Extracted records:
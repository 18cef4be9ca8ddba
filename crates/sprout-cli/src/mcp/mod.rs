//! MCP server implementation for Sprout
//!
//! This module implements the Model Context Protocol server for Sprout,
//! providing a standardized interface for AI models to build planting
//! plans and query the plant catalog. The plot layout is fixed at server
//! startup; every planning request runs against it from an empty season.

use std::sync::Arc;

use anyhow::Result;
use log::{debug, error, info};
use rmcp::{
    handler::server::{router::tool::ToolRouter, wrapper::Parameters},
    model::{
        CallToolResult, Content, Implementation, ProtocolVersion, ServerCapabilities, ServerInfo,
    },
    tool, tool_handler, tool_router, ErrorData, ServerHandler,
};
use sprout_core::params::{PlanRequest, PlantQuery};
use sprout_core::{FarmGrid, Planner, PlotTopology};
use tokio::signal::unix::{signal, SignalKind};

pub mod errors;

use errors::to_mcp_error;

pub type McpResult = Result<CallToolResult, ErrorData>;

/// MCP server for Sprout
///
/// The planner and topology are read-only, so tool calls share them
/// without locking.
#[derive(Clone)]
pub struct SproutMcpServer {
    planner: Arc<Planner>,
    grid: Arc<FarmGrid>,
    topology: Arc<PlotTopology>,
    tool_router: ToolRouter<Self>,
}

#[tool_router]
impl SproutMcpServer {
    /// Create a new Sprout MCP server over a planner and plot layout
    pub fn new(planner: Planner, grid: FarmGrid) -> Self {
        let topology = PlotTopology::from_grid(&grid);
        Self {
            planner: Arc::new(planner),
            grid: Arc::new(grid),
            topology: Arc::new(topology),
            tool_router: Self::tool_router(),
        }
    }

    #[tool(
        name = "plan_year",
        description = "Build a planting plan for one calendar year. Provide 'plants' as a list of catalog plant names in priority order (most important first), 'year', and optionally 'start_month' (1-12, default 1) to defer the season. Returns a markdown report with per-plot timelines, companion/antagonist interactions between adjacent plots, the full compatibility matrix, and the total adjacency score. Plants that cannot be scheduled are listed, not errors."
    )]
    async fn plan_year(&self, Parameters(params): Parameters<PlanRequest>) -> McpResult {
        debug!("plan_year: {params:?}");
        let plan = self
            .planner
            .plan(&self.topology, &params)
            .map_err(|e| to_mcp_error("Failed to build plan", e))?;
        Ok(CallToolResult::success(vec![Content::text(
            plan.to_string(),
        )]))
    }

    #[tool(
        name = "list_plants",
        description = "List all plant names available in the catalog. Use these exact names (singular or plural both work) when calling plan_year or show_plant."
    )]
    async fn list_plants(&self) -> McpResult {
        let catalog = self.planner.catalog();
        let mut out = format!("# Plant Catalog ({} plants)\n\n", catalog.len());
        for name in catalog.names() {
            out.push_str("- ");
            out.push_str(name);
            out.push('\n');
        }
        Ok(CallToolResult::success(vec![Content::text(out)]))
    }

    #[tool(
        name = "show_plant",
        description = "Show one plant's profile: days to maturity, whether it supports succession sowing, companion and antagonist plants, and its outdoor planting windows for the current year."
    )]
    async fn show_plant(&self, Parameters(params): Parameters<PlantQuery>) -> McpResult {
        debug!("show_plant: {params:?}");
        let year = jiff::Zoned::now().date().year();
        crate::cli::plant_markdown(self.planner.catalog(), &params.name, year)
            .map(|out| CallToolResult::success(vec![Content::text(out)]))
            .ok_or_else(|| {
                to_mcp_error(
                    "Failed to show plant",
                    sprout_core::PlanError::unknown_plant(&params.name),
                )
            })
    }

    #[tool(
        name = "show_grid",
        description = "Show the plot layout the server is planning against: the cell grid plus each plot's size and adjacent plots. Adjacent plots are where companion and antagonist effects apply."
    )]
    async fn show_grid(&self) -> McpResult {
        Ok(CallToolResult::success(vec![Content::text(
            crate::cli::grid_markdown(&self.grid),
        )]))
    }
}

#[tool_handler(router = self.tool_router)]
impl ServerHandler for SproutMcpServer {
    fn get_info(&self) -> ServerInfo {
        ServerInfo {
            protocol_version: ProtocolVersion::V_2024_11_05,
            capabilities: ServerCapabilities::builder().enable_tools().build(),
            server_info: Implementation {
                name: "sprout".to_string(),
                version: env!("CARGO_PKG_VERSION").to_string(),
                title: None,
                icons: None,
                website_url: None,
            },
            instructions: Some(
                r"Sprout builds season planting plans for a garden of plots.

## Core Concepts
- **Plants**: Catalog entries with planting windows, days to maturity, and companion/antagonist relationships
- **Plots**: Cells of the layout grouped by id; plants in adjacent plots interact
- **Plans**: One year's schedule; plants are placed in priority order, companions near each other

## Workflow
1. Use `list_plants` to see what the catalog offers
2. Inspect candidates with `show_plant` to understand windows and companions
3. Check the layout with `show_grid`
4. Call `plan_year` with the plants in priority order

Plans are deterministic: the same request always yields the same plan. Earlier plants in the list get first claim on plot space, so put must-have crops first."
                    .to_string(),
            ),
        }
    }
}

/// Run the MCP server with stdio transport
pub async fn run_stdio_server(server: SproutMcpServer) -> Result<()> {
    use rmcp::{transport::stdio, ServiceExt};

    info!("Starting Sprout MCP server on stdio");
    debug!(
        "Server created with {} tools",
        server.tool_router.list_all().len()
    );

    let service = server.serve(stdio()).await.inspect_err(|e| {
        error!("serving error: {e:?}");
    })?;

    let mut sigint = signal(SignalKind::interrupt())?;
    let mut sigterm = signal(SignalKind::terminate())?;

    tokio::select! {
        result = service.waiting() => {
            match result {
                Ok(_) => info!("MCP server stopped normally"),
                Err(e) => error!("MCP server error: {e:?}"),
            }
        }
        _ = sigint.recv() => {
            info!("Received SIGINT, shutting down gracefully...");
        }
        _ = sigterm.recv() => {
            info!("Received SIGTERM, shutting down gracefully...");
        }
    }

    info!("MCP server shutdown complete");
    Ok(())
}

Task directions: The response consists of the lines above that contain "params".

Solution:
use sprout_core::params::{PlanRequest, PlantQuery};
    async fn plan_year(&self, Parameters(params): Parameters<PlanRequest>) -> McpResult {
        debug!("plan_year: {params:?}");
            .plan(&self.topology, &params)
    async fn show_plant(&self, Parameters(params): Parameters<PlantQuery>) -> McpResult {
        debug!("show_plant: {params:?}");
        crate::cli::plant_markdown(self.planner.catalog(), &params.name, year)
                    sprout_core::PlanError::unknown_plant(&params.name),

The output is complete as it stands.